Introduction - eth-cscs/DLA-interface GitHub Wiki

DLA-Interface project Wiki page.

Introduction

DLA-Interface (Dense Linear Algebra) project is part of the PRACE-6IP WP8 Performance portable linear algebra project. Project leader is Raffaele Solcà from ETH Zurich, CSCS.

The time to solution of many scientific applications depends highly on dense linear algebra operations. A typical example is to be found in Materials Science where the computational time is dominated by the execution of complex linear algebra tasks such as the Hermitian eigenvalue problem solution. Similarly, in applications requiring non-linear optimization, a pivotal role is played by the solution of dense linear systems. In both cases the size of the operands involved is so large that the solver of choice has to necessarily operate over multiple computing nodes.

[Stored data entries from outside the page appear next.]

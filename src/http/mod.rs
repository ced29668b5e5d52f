//! HTTP protocol layer module
//!
//! Content types, validators, byte ranges and response builders, kept apart
//! from the filesystem mapping in `handler`.

pub mod cache;
pub mod mime;
pub mod range;
pub mod response;

// Re-export commonly used types
pub use range::{parse_range, ByteRange, RangeOutcome};
pub use response::{
    build_304_response, build_400_response, build_403_response, build_404_response,
    build_405_response, build_412_response, build_416_response, build_500_response,
    build_redirect_response,
};
// Server loop module
// Accepts connections until the process is terminated

use std::sync::Arc;
use std::time::Duration;
use tokio::net::TcpListener;

use super::connection::handle_connection;
use crate::config::AppState;
use crate::logger;

const MAX_ACCEPT_BACKOFF: Duration = Duration::from_secs(1);

/// Accept connections forever, one task per connection.
///
/// Accept errors (e.g. file descriptor exhaustion) are logged and retried
/// after a delay that doubles up to one second.
pub async fn serve(listener: TcpListener, state: Arc<AppState>) {
    let mut backoff = Duration::ZERO;
    loop {
        match listener.accept().await {
            Ok((stream, _peer_addr)) => {
                backoff = Duration::ZERO;
                handle_connection(stream, Arc::clone(&state));
            }
            Err(e) => {
                backoff = if backoff.is_zero() {
                    Duration::from_millis(5)
                } else {
                    (backoff * 2).min(MAX_ACCEPT_BACKOFF)
                };
                logger::log_error(&format!(
                    "Accept error: {e}; retrying in {}ms",
                    backoff.as_millis()
                ));
                tokio::time::sleep(backoff).await;
            }
        }
    }
}
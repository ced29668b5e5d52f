// Configuration types module
// Defines the startup configuration data structures

use serde::Deserialize;

/// Main configuration structure
#[derive(Debug, Deserialize, Clone)]
pub struct Config {
    pub server: ServerConfig,
    pub assets: AssetsConfig,
}

/// Listener configuration
#[derive(Debug, Deserialize, Clone)]
pub struct ServerConfig {
    /// Interface the listener binds to
    pub host: String,
    pub port: u16,
    /// Host name printed in the startup URL
    pub public_host: String,
    /// Accept queue length passed to `listen(2)`
    pub backlog: i32,
    /// Seconds a connection may take to send request headers
    pub header_read_timeout: u64,
}

/// Static directory lookup configuration
#[derive(Debug, Deserialize, Clone)]
pub struct AssetsConfig {
    /// Directory probed first when launched from the parent of the project
    pub module_dir: String,
    /// Name of the directory holding the served files
    pub subdir: String,
    /// File served in place of a directory listing
    pub index_file: String,
}
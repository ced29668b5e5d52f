//! HTTP Range request parsing module
//!
//! Single `bytes` ranges per RFC 9110 §14. Multi-range requests are served
//! as a full response; any other malformed header is not satisfiable.

/// Inclusive byte range resolved against the file size
#[derive(Debug, Clone, Copy, PartialEq, Eq)]
pub struct ByteRange {
    pub start: u64,
    pub end: u64,
}

impl ByteRange {
    pub const fn length(&self) -> u64 {
        self.end - self.start + 1
    }

    /// `Content-Range` header value for a file of `size` bytes
    pub fn content_range(&self, size: u64) -> String {
        format!("bytes {}-{}/{size}", self.start, self.end)
    }
}

/// Range header parse result
#[derive(Debug, Clone, Copy, PartialEq, Eq)]
pub enum RangeOutcome {
    /// No Range header, or several ranges: send the whole file
    Full,
    Partial(ByteRange),
    /// 416 Range Not Satisfiable
    Unsatisfiable,
}

/// Parse a `Range` header against a file of `size` bytes
///
/// # Examples
/// ```
/// use dev_server::http::range::{parse_range, ByteRange, RangeOutcome};
///
/// assert_eq!(
///     parse_range(Some("bytes=0-99"), 1000),
///     RangeOutcome::Partial(ByteRange { start: 0, end: 99 })
/// );
/// assert_eq!(parse_range(None, 1000), RangeOutcome::Full);
/// ```
pub fn parse_range(header: Option<&str>, size: u64) -> RangeOutcome {
    let Some(header) = header.map(str::trim).filter(|h| !h.is_empty()) else {
        return RangeOutcome::Full;
    };
    let Some(spec) = header.strip_prefix("bytes=") else {
        return RangeOutcome::Unsatisfiable;
    };

    if spec.contains(',') {
        return RangeOutcome::Full;
    }

    let Some((first, last)) = spec.split_once('-') else {
        return RangeOutcome::Unsatisfiable;
    };
    let (first, last) = (first.trim(), last.trim());

    if first.is_empty() {
        suffix_range(last, size)
    } else {
        bounded_range(first, last, size)
    }
}

// "-500": the final 500 bytes
fn suffix_range(suffix: &str, size: u64) -> RangeOutcome {
    let Ok(suffix) = suffix.parse::<u64>() else {
        return RangeOutcome::Unsatisfiable;
    };

    if suffix == 0 || size == 0 {
        return RangeOutcome::Unsatisfiable;
    }

    RangeOutcome::Partial(ByteRange {
        start: size.saturating_sub(suffix),
        end: size - 1,
    })
}

// "100-" or "100-199"
fn bounded_range(first: &str, last: &str, size: u64) -> RangeOutcome {
    let Ok(start) = first.parse::<u64>() else {
        return RangeOutcome::Unsatisfiable;
    };

    if start >= size {
        return RangeOutcome::Unsatisfiable;
    }

    let end = if last.is_empty() {
        size - 1
    } else {
        let Ok(end) = last.parse::<u64>() else {
            return RangeOutcome::Unsatisfiable;
        };
        if end < start {
            return RangeOutcome::Unsatisfiable;
        }
        end.min(size - 1)
    };

    RangeOutcome::Partial(ByteRange { start, end })
}

#[cfg(test)]
mod tests {
    use super::*;

    #[test]
    fn test_no_range() {
        assert_eq!(parse_range(None, 100), RangeOutcome::Full);
        assert_eq!(parse_range(Some(""), 100), RangeOutcome::Full);
    }

    #[test]
    fn test_bounded_range() {
        let RangeOutcome::Partial(range) = parse_range(Some("bytes=0-9"), 100) else {
            panic!("Expected Partial");
        };
        assert_eq!(range, ByteRange { start: 0, end: 9 });
        assert_eq!(range.length(), 10);
        assert_eq!(range.content_range(100), "bytes 0-9/100");
    }

    #[test]
    fn test_open_range_and_clamping() {
        assert_eq!(
            parse_range(Some("bytes=50-"), 100),
            RangeOutcome::Partial(ByteRange { start: 50, end: 99 })
        );
        assert_eq!(
            parse_range(Some("bytes=90-500"), 100),
            RangeOutcome::Partial(ByteRange { start: 90, end: 99 })
        );
    }

    #[test]
    fn test_suffix_range() {
        assert_eq!(
            parse_range(Some("bytes=-20"), 100),
            RangeOutcome::Partial(ByteRange { start: 80, end: 99 })
        );
        assert_eq!(
            parse_range(Some("bytes=-500"), 100),
            RangeOutcome::Partial(ByteRange { start: 0, end: 99 })
        );
        assert_eq!(parse_range(Some("bytes=-0"), 100), RangeOutcome::Unsatisfiable);
    }

    #[test]
    fn test_not_satisfiable() {
        assert_eq!(parse_range(Some("bytes=200-"), 100), RangeOutcome::Unsatisfiable);
        assert_eq!(parse_range(Some("bytes=0-"), 0), RangeOutcome::Unsatisfiable);
        assert_eq!(parse_range(Some("bytes=-5"), 0), RangeOutcome::Unsatisfiable);
    }

    #[test]
    fn test_malformed_is_not_satisfiable() {
        assert_eq!(parse_range(Some("bytes=a-b"), 100), RangeOutcome::Unsatisfiable);
        assert_eq!(parse_range(Some("bytes=9-2"), 100), RangeOutcome::Unsatisfiable);
        assert_eq!(parse_range(Some("bytes=5"), 100), RangeOutcome::Unsatisfiable);
        assert_eq!(parse_range(Some("items=0-9"), 100), RangeOutcome::Unsatisfiable);
    }

    #[test]
    fn test_multi_range_sends_full_body() {
        assert_eq!(parse_range(Some("bytes=0-9,20-29"), 100), RangeOutcome::Full);
    }
}
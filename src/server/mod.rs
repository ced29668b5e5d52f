// Server module entry point
// Binds the listener, announces it and serves connections

pub mod connection;
pub mod listener;

// `loop` is a keyword, so the module is named server_loop
#[path = "loop.rs"]
pub mod server_loop;

use std::sync::Arc;

use crate::config::{AppState, Config};
use crate::error::StartupError;
use crate::logger;
use crate::resolver::StaticDir;

// Re-export commonly used items
pub use listener::bind_listener;
pub use server_loop::serve;

/// Bind the configured address and serve `static_dir` until the process
/// is killed.
///
/// Only returns on a bind failure.
pub async fn run(config: Config, static_dir: StaticDir) -> Result<(), StartupError> {
    let addr = config.bind_addr()?;
    let listener = bind_listener(addr, config.server.backlog)?;

    logger::log_server_start(&config.public_url());
    logger::log_serving_dir(&static_dir);

    let state = Arc::new(AppState::new(config, static_dir));
    serve(listener, state).await;
    Ok(())
}
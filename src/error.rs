//! Startup error type
//!
//! Every variant is fatal: `main` logs it and exits with a failure status.

use std::io;
use std::net::{AddrParseError, SocketAddr};

#[derive(Debug, thiserror::Error)]
pub enum StartupError {
    #[error("Failed to load configuration: {0}")]
    Config(#[from] config::ConfigError),

    #[error("Failed to get executable path: {0}")]
    ExecutableLocation(#[source] io::Error),

    #[error("Invalid listen address '{addr}': {source}")]
    Address {
        addr: String,
        #[source]
        source: AddrParseError,
    },

    #[error("Failed to start server: listen tcp {addr}: {source}")]
    Bind {
        addr: SocketAddr,
        #[source]
        source: io::Error,
    },

    #[error("Failed to build runtime: {0}")]
    Runtime(#[source] io::Error),
}

#[cfg(test)]
mod tests {
    use super::*;

    #[test]
    fn test_bind_error_names_address() {
        let err = StartupError::Bind {
            addr: "0.0.0.0:8080".parse().unwrap(),
            source: io::Error::new(io::ErrorKind::AddrInUse, "address already in use"),
        };
        let msg = err.to_string();
        assert!(msg.contains("0.0.0.0:8080"));
        assert!(msg.contains("address already in use"));
    }

    #[test]
    fn test_executable_error_message() {
        let err = StartupError::ExecutableLocation(io::Error::other("no /proc"));
        assert_eq!(err.to_string(), "Failed to get executable path: no /proc");
    }
}
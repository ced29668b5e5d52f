//! HTTP cache validation module
//!
//! `Last-Modified` dates and the date-based conditional headers:
//! `If-Modified-Since`, `If-Unmodified-Since` and `If-Range`.

use chrono::{DateTime, NaiveDateTime, Utc};
use std::time::SystemTime;

const HTTP_DATE_FORMAT: &str = "%a, %d %b %Y %H:%M:%S GMT";

/// Date-based validators sent by the client
#[derive(Debug, Default, Clone, Copy)]
pub struct Conditions<'a> {
    pub if_modified_since: Option<&'a str>,
    pub if_unmodified_since: Option<&'a str>,
    /// Any `If-None-Match` disables `If-Modified-Since`; entity tags are
    /// never issued, so it cannot match.
    pub has_if_none_match: bool,
    pub if_range: Option<&'a str>,
}

/// Outcome of evaluating the preconditions against a modification time
#[derive(Debug, Clone, Copy, PartialEq, Eq)]
pub enum Precondition {
    /// Serve the representation
    Proceed,
    /// 304 Not Modified
    NotModified,
    /// 412 Precondition Failed
    Failed,
}

/// Format a timestamp as an IMF-fixdate, e.g. `Sun, 06 Nov 1994 08:49:37 GMT`
pub fn http_date(time: &DateTime<Utc>) -> String {
    time.format(HTTP_DATE_FORMAT).to_string()
}

/// Parse an HTTP date header value
pub fn parse_http_date(value: &str) -> Option<DateTime<Utc>> {
    let value = value.trim();
    NaiveDateTime::parse_from_str(value, HTTP_DATE_FORMAT)
        .map(|naive| naive.and_utc())
        .or_else(|_| DateTime::parse_from_rfc2822(value).map(|d| d.with_timezone(&Utc)))
        .ok()
}

/// Modification time usable as a validator, truncated to whole seconds.
///
/// Times at or before the Unix epoch are treated as unknown.
pub fn last_modified(modified: Option<SystemTime>) -> Option<DateTime<Utc>> {
    let modified = DateTime::<Utc>::from(modified?);
    let secs = modified.timestamp();
    if secs <= 0 {
        return None;
    }
    DateTime::from_timestamp(secs, 0)
}

/// Evaluate `If-Unmodified-Since` then `If-Modified-Since`.
///
/// Unparseable dates are ignored, as is everything when the modification
/// time is unknown.
pub fn evaluate(conditions: &Conditions<'_>, modified: Option<DateTime<Utc>>) -> Precondition {
    let Some(modified) = modified else {
        return Precondition::Proceed;
    };

    if let Some(since) = conditions.if_unmodified_since.and_then(parse_http_date) {
        if modified > since {
            return Precondition::Failed;
        }
    }

    if !conditions.has_if_none_match {
        if let Some(since) = conditions.if_modified_since.and_then(parse_http_date) {
            if modified <= since {
                return Precondition::NotModified;
            }
        }
    }

    Precondition::Proceed
}

/// Whether a `Range` header may be honoured given `If-Range`.
///
/// Only an exact date match keeps the range; an entity tag never matches.
pub fn range_allowed(conditions: &Conditions<'_>, modified: Option<DateTime<Utc>>) -> bool {
    let Some(if_range) = conditions.if_range else {
        return true;
    };
    match (parse_http_date(if_range), modified) {
        (Some(date), Some(modified)) => date == modified,
        _ => false,
    }
}
// Listener module
// Binds the TCP listener the file server accepts on

use socket2::{Domain, Protocol, Socket, Type};
use std::net::SocketAddr;
use tokio::net::TcpListener;

use crate::error::StartupError;

/// Create a `TcpListener` bound to `addr`.
///
/// `SO_REUSEADDR` lets a restarted server reclaim a port left in
/// `TIME_WAIT`; a port held by a live listener still fails to bind.
/// `SO_REUSEPORT` is left off for the same reason.
///
/// Must be called from within a Tokio runtime.
pub fn bind_listener(addr: SocketAddr, backlog: i32) -> Result<TcpListener, StartupError> {
    create_listener(addr, backlog).map_err(|source| StartupError::Bind { addr, source })
}

fn create_listener(addr: SocketAddr, backlog: i32) -> std::io::Result<TcpListener> {
    let domain = if addr.is_ipv4() {
        Domain::IPV4
    } else {
        Domain::IPV6
    };

    let socket = Socket::new(domain, Type::STREAM, Some(Protocol::TCP))?;
    socket.set_reuse_address(true)?;
    socket.set_nonblocking(true)?;
    socket.bind(&addr.into())?;
    socket.listen(backlog)?;

    let std_listener: std::net::TcpListener = socket.into();
    TcpListener::from_std(std_listener)
}
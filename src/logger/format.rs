//! Log line format module
//!
//! Lines carry a local timestamp prefix: `2024/05/01 13:37:00 message`.

use chrono::{DateTime, TimeZone};

const TIMESTAMP_FORMAT: &str = "%Y/%m/%d %H:%M:%S";

/// Prefix `message` with the timestamp of `time`
pub fn line<Tz>(time: &DateTime<Tz>, message: &str) -> String
where
    Tz: TimeZone,
    Tz::Offset: std::fmt::Display,
{
    format!("{} {message}", time.format(TIMESTAMP_FORMAT))
}
// Configuration module entry point
// Builds the fixed startup configuration and the shared application state

mod state;
mod types;

use std::net::SocketAddr;

use crate::error::StartupError;

// Re-export public types
pub use state::AppState;
pub use types::{AssetsConfig, Config, ServerConfig};

impl Config {
    /// Assemble the configuration from compiled-in defaults.
    ///
    /// No file or environment source is consulted: the port and the
    /// directory probe are fixed.
    pub fn load() -> Result<Self, config::ConfigError> {
        let settings = config::Config::builder()
            .set_default("server.host", "0.0.0.0")?
            .set_default("server.port", 8080)?
            .set_default("server.public_host", "localhost")?
            .set_default("server.backlog", 128)?
            .set_default("server.header_read_timeout", 30)?
            .set_default("assets.module_dir", env!("CARGO_PKG_NAME"))?
            .set_default("assets.subdir", "static")?
            .set_default("assets.index_file", "index.html")?
            .build()?;

        settings.try_deserialize()
    }

    pub fn bind_addr(&self) -> Result<SocketAddr, StartupError> {
        let addr = format!("{}:{}", self.server.host, self.server.port);
        addr.parse()
            .map_err(|source| StartupError::Address { addr, source })
    }

    /// URL announced at startup, e.g. `http://localhost:8080`
    pub fn public_url(&self) -> String {
        format!("http://{}:{}", self.server.public_host, self.server.port)
    }
}

#[cfg(test)]
mod tests {
    use super::*;

    #[test]
    fn test_defaults() {
        let cfg = Config::load().unwrap();
        assert_eq!(cfg.server.port, 8080);
        assert_eq!(cfg.server.host, "0.0.0.0");
        assert_eq!(cfg.assets.module_dir, "dev-server");
        assert_eq!(cfg.assets.subdir, "static");
        assert_eq!(cfg.assets.index_file, "index.html");
    }

    #[test]
    fn test_bind_addr() {
        let cfg = Config::load().unwrap();
        assert_eq!(cfg.bind_addr().unwrap(), "0.0.0.0:8080".parse().unwrap());
    }

    #[test]
    fn test_invalid_bind_addr() {
        let mut cfg = Config::load().unwrap();
        cfg.server.host = "not a host".to_string();
        assert!(matches!(
            cfg.bind_addr(),
            Err(StartupError::Address { .. })
        ));
    }

    #[test]
    fn test_public_url() {
        let cfg = Config::load().unwrap();
        assert_eq!(cfg.public_url(), "http://localhost:8080");
    }
}
//! Request handler module
//!
//! Turns a request into a response drawn from the static directory.

mod listing;
pub mod path;
pub mod router;
pub mod static_files;

// Re-export main entry point
pub use router::handle_request;
// Copyright (c) tidaldb.dev 2025
// This file is licensed under the MIT, see license.md file

use std::{
	error,
	fmt::{self, Display, Formatter},
};

use serde::{Deserialize, Serialize};

mod classify;

pub use classify::{classify, RaisedError};

/// Five character SQLSTATE code reported by the storage engine.
#[derive(Debug, Clone, PartialEq, Eq, Serialize, Deserialize)]
pub struct SqlState(String);

impl SqlState {
	pub fn new(code: impl Into<String>) -> Self {
		Self(code.into())
	}

	pub fn as_str(&self) -> &str {
		&self.0
	}

	/// The two character SQLSTATE class, e.g. `23` for integrity
	/// constraint violations.
	///
	/// Engine-supplied codes are opaque; if the code is shorter than
	/// two bytes or not sliceable at a char boundary, the whole code
	/// is returned instead of panicking.
	pub fn class(&self) -> &str {
		self.0.get(..2).unwrap_or(&self.0)
	}
}

impl Display for SqlState {
	fn fmt(&self, f: &mut Formatter<'_>) -> fmt::Result {
		f.write_str(&self.0)
	}
}

/// An error raised by the storage engine or its driver.
///
/// Opaque to everything above the translation layer, which only reads
/// it. Immutable once raised; nested driver causes are kept as an
/// owned chain.
#[derive(Debug, Clone, PartialEq, Serialize, Deserialize)]
pub struct EngineError {
	message: String,
	sqlstate: Option<SqlState>,
	vendor_code: Option<i32>,
	cause: Option<Box<EngineError>>,
}

impl EngineError {
	pub fn new(message: impl Into<String>) -> Self {
		Self {
			message: message.into(),
			sqlstate: None,
			vendor_code: None,
			cause: None,
		}
	}

	pub fn with_sqlstate(mut self, sqlstate: impl Into<String>) -> Self {
		self.sqlstate = Some(SqlState::new(sqlstate));
		self
	}

	pub fn with_vendor_code(mut self, code: i32) -> Self {
		self.vendor_code = Some(code);
		self
	}

	pub fn with_cause(mut self, cause: EngineError) -> Self {
		self.cause = Some(Box::new(cause));
		self
	}

	pub fn message(&self) -> &str {
		&self.message
	}

	pub fn sqlstate(&self) -> Option<&SqlState> {
		self.sqlstate.as_ref()
	}

	pub fn vendor_code(&self) -> Option<i32> {
		self.vendor_code
	}
}

impl Display for EngineError {
	fn fmt(&self, f: &mut Formatter<'_>) -> fmt::Result {
		match &self.sqlstate {
			Some(state) => write!(f, "[{state}] {}", self.message),
			None => f.write_str(&self.message),
		}
	}
}

impl error::Error for EngineError {
	fn source(&self) -> Option<&(dyn error::Error + 'static)> {
		self.cause.as_deref().map(|cause| cause as &(dyn error::Error + 'static))
	}
}

/// Semantic category of a persistence failure.
///
/// Closed set: consumers match on the kind instead of probing the
/// concrete error type.
#[derive(Debug, Clone, Copy, PartialEq, Eq, Serialize, Deserialize)]
pub enum PersistenceKind {
	DuplicateKey,
	OptimisticLock,
	ConstraintViolation,
	Connection,
	Generic,
}

impl Display for PersistenceKind {
	fn fmt(&self, f: &mut Formatter<'_>) -> fmt::Result {
		match self {
			PersistenceKind::DuplicateKey => f.write_str("duplicate key"),
			PersistenceKind::OptimisticLock => f.write_str("optimistic lock"),
			PersistenceKind::ConstraintViolation => f.write_str("constraint violation"),
			PersistenceKind::Connection => f.write_str("connection"),
			PersistenceKind::Generic => f.write_str("persistence"),
		}
	}
}

/// A classified persistence failure.
///
/// Created once per failed operation, either by [`classify`] or
/// directly via [`PersistenceError::new`], and never mutated
/// afterwards. The originating [`EngineError`] is always carried as
/// the cause; nothing in its chain is dropped.
#[derive(Debug, Clone, PartialEq, Serialize, Deserialize)]
pub struct PersistenceError {
	kind: PersistenceKind,
	message: String,
	cause: EngineError,
}

impl PersistenceError {
	/// Attaches the engine failure as the cause of a classified
	/// error. The input is taken as is; no logging, no mutation.
	pub fn new(
		kind: PersistenceKind,
		message: impl Into<String>,
		cause: EngineError,
	) -> Self {
		Self {
			kind,
			message: message.into(),
			cause,
		}
	}

	pub fn kind(&self) -> PersistenceKind {
		self.kind
	}

	pub fn message(&self) -> &str {
		&self.message
	}

	pub fn engine_cause(&self) -> &EngineError {
		&self.cause
	}
}

impl Display for PersistenceError {
	fn fmt(&self, f: &mut Formatter<'_>) -> fmt::Result {
		f.write_str(&self.message)
	}
}

impl error::Error for PersistenceError {
	fn source(&self) -> Option<&(dyn error::Error + 'static)> {
		Some(&self.cause)
	}
}

/// Uniform failure carrier delivered to a chain's terminal handler.
///
/// Wraps exactly one [`PersistenceError`]; the chain adapter is the
/// only producer. Consumers reach the classified error through
/// [`CompletionError::persistence`] or by walking `source()`.
#[derive(Debug, Clone, PartialEq, Serialize, Deserialize)]
pub struct CompletionError(PersistenceError);

impl CompletionError {
	pub fn new(inner: PersistenceError) -> Self {
		Self(inner)
	}

	pub fn persistence(&self) -> &PersistenceError {
		&self.0
	}

	pub fn into_persistence(self) -> PersistenceError {
		self.0
	}
}

impl Display for CompletionError {
	fn fmt(&self, f: &mut Formatter<'_>) -> fmt::Result {
		write!(f, "chain step failed: {}", self.0)
	}
}

impl error::Error for CompletionError {
	fn source(&self) -> Option<&(dyn error::Error + 'static)> {
		Some(&self.0)
	}
}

Development of the Distributed Linear Algebra (DLA) interface started during the PRACE 5IP WP7 program, and continued with writing a detailed guide containing information and instructions on how to optimize the performance of the routines contained in the DLA interface. New C++ software applications can fully profit from the HPX-SLATE interface based on the C++ std::future object, which will reduce the amount of synchronization necessary between distinct routines: introducing fine-grained task dependencies with futures allows a second routine to start even if the first routine is not completely finished.

The goal of this project is to provide a modern and efficient distributed linear algebra package based on HPX, that can replace ScaLAPACK in scientific applications, and help the developers of scientific applications in the process of adopting modern, performance portable, and distributed linear algebra libraries. Since independent tasks can be executed easily in parallel, libraries built on task-based run-time can improve significantly the parallel efficiency of single function calls, and solve the fork-join mechanism issue of ScaLAPACK. In general task-based run-times simplifies the scheduling of small non-parallelizable independent tasks on different cores, that in general are executed sequentially.

As part of Prace-6IP project, DLA interface will improve the routines to compute the eigenvalue and eigenvectors by adding the NLAFET and the ChASE eigenvalue solver11 to the library to give access to eigenvalue solvers optimized for distributed multi-GPUs clusters. In addition, will improve some of the key kernels of the ChASE library (e.g. skinny QR decomposition), and extend its support to generalized Hermitian eigen-problems without the necessity of Cholesky factorization, and include partial SVD computations.